*INSTRUCTIONS TO FOLLOW*. After locating the line that contains "and detail routes" in the data below, set down exactly that line and each one after it through the line that contains "if query.per_page == 0", and nothing more.

*STUDY MATERIAL*.
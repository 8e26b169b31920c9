// ---------------------------------------------------------------------------
// NVD 2.0 feed shapes
// ---------------------------------------------------------------------------

use serde::{Deserialize, Serialize};
use serde_json::{Map, Value};

/// One page of the upstream feed response.
#[derive(Debug, Clone, Deserialize)]
#[serde(rename_all = "camelCase")]
pub struct FeedPage {
    #[serde(default)]
    pub vulnerabilities: Vec<FeedItem>,
    #[serde(default)]
    pub total_results: u64,
}

/// A single entry in the `vulnerabilities` array.
#[derive(Debug, Clone, Serialize, Deserialize)]
pub struct FeedItem {
    pub cve: FeedCve,
}

/// The upstream `cve` object.
///
/// Only the fields the pipeline reads are typed; everything else lands in
/// `extra` so the archival `raw` blob round-trips without loss.
#[derive(Debug, Clone, Serialize, Deserialize)]
#[serde(rename_all = "camelCase")]
pub struct FeedCve {
    pub id: String,
    #[serde(default)]
    pub descriptions: Vec<FeedDescription>,
    #[serde(default)]
    pub published: String,
    #[serde(default)]
    pub last_modified: String,
    #[serde(default, skip_serializing_if = "Vec::is_empty")]
    pub references: Vec<Value>,
    #[serde(default, skip_serializing_if = "Vec::is_empty")]
    pub weaknesses: Vec<Value>,
    #[serde(default, skip_serializing_if = "Vec::is_empty")]
    pub configurations: Vec<Value>,
    #[serde(flatten)]
    pub extra: Map<String, Value>,
}

/// A language-tagged description entry.
#[derive(Debug, Clone, Serialize, Deserialize)]
pub struct FeedDescription {
    pub lang: String,
    pub value: String,
}
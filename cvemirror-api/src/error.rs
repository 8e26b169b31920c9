// ---------------------------------------------------------------------------
// API error types
// ---------------------------------------------------------------------------

use axum::Json;
use axum::http::StatusCode;
use axum::response::{IntoResponse, Response};
use serde::Serialize;

#[derive(Debug, Serialize)]
pub struct ApiErrorBody {
    pub error: String,
    pub message: String,
}

#[derive(Debug)]
pub enum ApiError {
    /// 400 Bad Request — invalid paging input.
    BadRequest(String),
    /// 404 Not Found — no record with that CVE id.
    NotFound(String),
    /// 500 Internal Server Error.
    Internal(String),
}

impl IntoResponse for ApiError {
    fn into_response(self) -> Response {
        let (status, error_key, message) = match self {
            ApiError::BadRequest(msg) => (StatusCode::BAD_REQUEST, "bad_request", msg),
            ApiError::NotFound(msg) => (StatusCode::NOT_FOUND, "not_found", msg),
            ApiError::Internal(msg) => {
                // Log the real error server-side, return a generic message to
                // the client to avoid leaking internal details.
                tracing::error!(details = %msg, "internal server error");
                (
                    StatusCode::INTERNAL_SERVER_ERROR,
                    "internal_error",
                    "internal server error".to_string(),
                )
            }
        };

        (
            status,
            Json(ApiErrorBody {
                error: error_key.into(),
                message,
            }),
        )
            .into_response()
    }
}

impl std::fmt::Display for ApiError {
    fn fmt(&self, f: &mut std::fmt::Formatter<'_>) -> std::fmt::Result {
        match self {
            ApiError::BadRequest(msg) => write!(f, "bad request: {msg}"),
            ApiError::NotFound(msg) => write!(f, "not found: {msg}"),
            ApiError::Internal(msg) => write!(f, "internal error: {msg}"),
        }
    }
}
mod error;
mod schema;
mod store;

pub use error::DbError;
pub use store::{CveRecord, CveStore, CveSummary};
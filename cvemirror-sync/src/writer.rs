// ---------------------------------------------------------------------------
// Record writing
// ---------------------------------------------------------------------------

use cvemirror_db::{CveRecord, CveStore, DbError};
use tracing::info;

/// Result of a single write attempt.
#[derive(Debug, Clone, Copy, PartialEq, Eq)]
pub enum WriteOutcome {
    Inserted,
    Skipped,
}

/// Persist one record, inserting at most once per CVE id.
///
/// The existence check runs before every insert; the primary key on
/// `cve_id` is only a safety net. Records are never updated after the
/// first insert, even if the upstream copy changed since.
pub fn write_record(store: &CveStore, record: &CveRecord) -> Result<WriteOutcome, DbError> {
    if store.cve_exists(&record.cve_id)? {
        info!(cve_id = %record.cve_id, "already mirrored, skipping");
        return Ok(WriteOutcome::Skipped);
    }
    store.insert_cve(record)?;
    Ok(WriteOutcome::Inserted)
}

#[cfg(test)]
mod tests {
    use super::*;
    use crate::normalize::normalize;
    use crate::types::{FeedCve, FeedDescription};

    fn record(id: &str) -> CveRecord {
        normalize(&FeedCve {
            id: id.to_string(),
            descriptions: vec![FeedDescription {
                lang: "en".into(),
                value: "a bug".into(),
            }],
            published: "2024-01-10T00:00:00.000".into(),
            last_modified: "2024-02-01T00:00:00.000".into(),
            references: vec![],
            weaknesses: vec![],
            configurations: vec![],
            extra: serde_json::Map::new(),
        })
    }

    #[test]
    fn first_write_inserts_second_skips() {
        let store = CveStore::open_in_memory().unwrap();
        let rec = record("CVE-2024-0001");

        assert_eq!(write_record(&store, &rec).unwrap(), WriteOutcome::Inserted);
        assert_eq!(write_record(&store, &rec).unwrap(), WriteOutcome::Skipped);
        assert_eq!(store.count_cves().unwrap(), 1);
    }

    #[test]
    fn skip_leaves_the_original_row() {
        let store = CveStore::open_in_memory().unwrap();
        write_record(&store, &record("CVE-2024-0001")).unwrap();

        // A later item with the same id but a changed description is a no-op.
        let mut changed = record("CVE-2024-0001");
        changed.description = "revised text".into();
        assert_eq!(
            write_record(&store, &changed).unwrap(),
            WriteOutcome::Skipped
        );

        let stored = store.get_cve("CVE-2024-0001").unwrap().unwrap();
        assert_eq!(stored.description, "a bug");
    }
}
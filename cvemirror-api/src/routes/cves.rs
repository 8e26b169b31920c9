// ---------------------------------------------------------------------------
// CVE listing and detail routes
// ---------------------------------------------------------------------------

use std::sync::Arc;

use axum::Json;
use axum::extract::{Path, Query, State};
use serde::{Deserialize, Serialize};
use tracing::warn;

use cvemirror_db::{CveRecord, CveSummary};

use crate::error::ApiError;
use crate::state::AppState;

const MAX_PER_PAGE: u32 = 200;

#[derive(Debug, Deserialize)]
pub struct ListQuery {
    #[serde(default = "default_page")]
    pub page: u32,
    #[serde(default = "default_per_page")]
    pub per_page: u32,
}

fn default_page() -> u32 {
    1
}

fn default_per_page() -> u32 {
    10
}

#[derive(Debug, Serialize)]
pub struct ListResponse {
    pub cves: Vec<CveSummary>,
    pub page: u32,
    pub per_page: u32,
    pub total: u64,
    pub total_pages: u64,
}

/// Pages needed to show `total` records: ceiling division, so an exact
/// multiple gets no trailing remainder page.
fn total_pages(total: u64, per_page: u32) -> u64 {
    total.div_ceil(per_page as u64)
}

pub async fn list_cves(
    State(state): State<Arc<AppState>>,
    Query(query): Query<ListQuery>,
) -> Result<Json<ListResponse>, ApiError> {
    if query.page == 0 {
        return Err(ApiError::BadRequest("page must be at least 1".into()));
    }
    if query.per_page == 0 || query.per_page > MAX_PER_PAGE {
        return Err(ApiError::BadRequest(format!(
            "per_page must be between 1 and {MAX_PER_PAGE}"
        )));
    }

    let store = state.store.lock().await;
    let cves = store.list_cves(query.page, query.per_page).map_err(|e| {
        warn!(error = %e, "failed to list CVE records");
        ApiError::Internal("failed to read from database".into())
    })?;
    let total = store.count_cves().map_err(|e| {
        warn!(error = %e, "failed to count CVE records");
        ApiError::Internal("failed to read from database".into())
    })?;

    Ok(Json(ListResponse {
        cves,
        page: query.page,
        per_page: query.per_page,
        total,
        total_pages: total_pages(total, query.per_page),
    }))
}

pub async fn cve_detail(
    State(state): State<Arc<AppState>>,
    Path(id): Path<String>,
) -> Result<Json<CveRecord>, ApiError> {
    let store = state.store.lock().await;
    let record = store
        .get_cve(&id)
        .map_err(|e| {
            warn!(error = %e, cve_id = %id, "failed to load CVE record");
            ApiError::Internal("failed to read from database".into())
        })?
        .ok_or_else(|| ApiError::NotFound(format!("CVE not found: {id}")))?;

    Ok(Json(record))
}

#[cfg(test)]
mod tests {
    use super::total_pages;

    #[test]
    fn total_pages_rounds_up() {
        assert_eq!(total_pages(25, 10), 3);
        assert_eq!(total_pages(21, 10), 3);
    }

    #[test]
    fn exact_multiple_gets_no_extra_page() {
        assert_eq!(total_pages(20, 10), 2);
        assert_eq!(total_pages(10, 10), 1);
    }

    #[test]
    fn empty_table_has_zero_pages() {
        assert_eq!(total_pages(0, 10), 0);
    }
}
//! Body formats.
//!
//! Records travel as XML (the default, following the Rails `to_xml`
//! conventions) or JSON. Both codecs are driven by the [`ResourceModel`] so
//! that values decode to the declared [`FieldKind`](crate::types::FieldKind).
//!
//! | Format | MIME type | Path extension |
//! |--------|-----------|----------------|
//! | XML | `application/xml` | `.xml` |
//! | JSON | `application/json` | `.json` |

mod json;
mod xml;

use std::fmt;
use std::str::FromStr;

use serde::{Deserialize, Serialize};

use crate::error::FormatError;
use crate::types::{Payload, Record, ResourceModel};

/// Supported body formats.
#[derive(Debug, Clone, Copy, PartialEq, Eq, Hash, Default, Serialize, Deserialize)]
#[serde(rename_all = "lowercase")]
pub enum Format {
    /// XML format (application/xml).
    #[default]
    Xml,
    /// JSON format (application/json).
    Json,
}

impl Format {
    /// Returns the MIME type string for this format.
    pub fn mime_type(&self) -> &'static str {
        match self {
            Format::Xml => "application/xml",
            Format::Json => "application/json",
        }
    }

    /// Returns the path extension appended to resource URLs.
    pub fn extension(&self) -> &'static str {
        match self {
            Format::Xml => "xml",
            Format::Json => "json",
        }
    }

    /// Detects the format of a `Content-Type` header value.
    ///
    /// Structured syntax suffixes are honored, so `application/atom+xml`
    /// is XML and `application/vnd.api+json` is JSON.
    pub fn from_content_type(content_type: &str) -> Option<Self> {
        let mime: mime::Mime = content_type.parse().ok()?;
        let subtype = mime.subtype();
        let suffix = mime.suffix();

        if subtype == mime::JSON || suffix == Some(mime::JSON) {
            Some(Format::Json)
        } else if subtype == mime::XML || suffix == Some(mime::XML) {
            Some(Format::Xml)
        } else {
            None
        }
    }

    /// Encodes a record as a request body.
    pub fn encode_record(
        &self,
        model: &ResourceModel,
        record: &Record,
    ) -> Result<Vec<u8>, FormatError> {
        match self {
            Format::Xml => xml::encode_record(model, record),
            Format::Json => json::encode_record(model, record),
        }
    }

    /// Encodes a collection of records, as a server would return it.
    pub fn encode_collection(
        &self,
        model: &ResourceModel,
        records: &[Record],
    ) -> Result<Vec<u8>, FormatError> {
        match self {
            Format::Xml => xml::encode_collection(model, records),
            Format::Json => json::encode_collection(model, records),
        }
    }

    /// Decodes a response body.
    ///
    /// An empty (or whitespace-only) body decodes to [`Payload::Empty`].
    pub fn decode(&self, model: &ResourceModel, body: &[u8]) -> Result<Payload, FormatError> {
        if body.iter().all(u8::is_ascii_whitespace) {
            return Ok(Payload::Empty);
        }
        match self {
            Format::Xml => xml::decode(model, body),
            Format::Json => json::decode(model, body),
        }
    }

    /// Extracts validation messages from an error body.
    ///
    /// Unrecognized bodies yield no messages.
    pub fn decode_errors(&self, body: &[u8]) -> Vec<String> {
        match self {
            Format::Xml => xml::decode_errors(body),
            Format::Json => json::decode_errors(body),
        }
    }
}

impl fmt::Display for Format {
    fn fmt(&self, f: &mut fmt::Formatter<'_>) -> fmt::Result {
        write!(f, "{}", self.extension())
    }
}

impl FromStr for Format {
    type Err = String;

    fn from_str(s: &str) -> Result<Self, Self::Err> {
        match s.to_lowercase().as_str() {
            "xml" | "application/xml" | "text/xml" => Ok(Format::Xml),
            "json" | "application/json" => Ok(Format::Json),
            _ => Err(format!("unsupported format: {}", s)),
        }
    }
}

*SOLUTION TO THE EXERCISE*.
// CVE listing and detail routes
// ---------------------------------------------------------------------------

use std::sync::Arc;

use axum::Json;
use axum::extract::{Path, Query, State};
use serde::{Deserialize, Serialize};
use tracing::warn;

use cvemirror_db::{CveRecord, CveSummary};

use crate::error::ApiError;
use crate::state::AppState;

const MAX_PER_PAGE: u32 = 200;

#[derive(Debug, Deserialize)]
pub struct ListQuery {
    #[serde(default = "default_page")]
    pub page: u32,
    #[serde(default = "default_per_page")]
    pub per_page: u32,
}

fn default_page() -> u32 {
    1
}

fn default_per_page() -> u32 {
    10
}

#[derive(Debug, Serialize)]
pub struct ListResponse {
    pub cves: Vec<CveSummary>,
    pub page: u32,
    pub per_page: u32,
    pub total: u64,
    pub total_pages: u64,
}

/// Pages needed to show `total` records: ceiling division, so an exact
/// multiple gets no trailing remainder page.
fn total_pages(total: u64, per_page: u32) -> u64 {
    total.div_ceil(per_page as u64)
}

pub async fn list_cves(
    State(state): State<Arc<AppState>>,
    Query(query): Query<ListQuery>,
) -> Result<Json<ListResponse>, ApiError> {
    if query.page == 0 {
        return Err(ApiError::BadRequest("page must be at least 1".into()));
    }
    if query.per_page == 0 || query.per_page > MAX_PER_PAGE {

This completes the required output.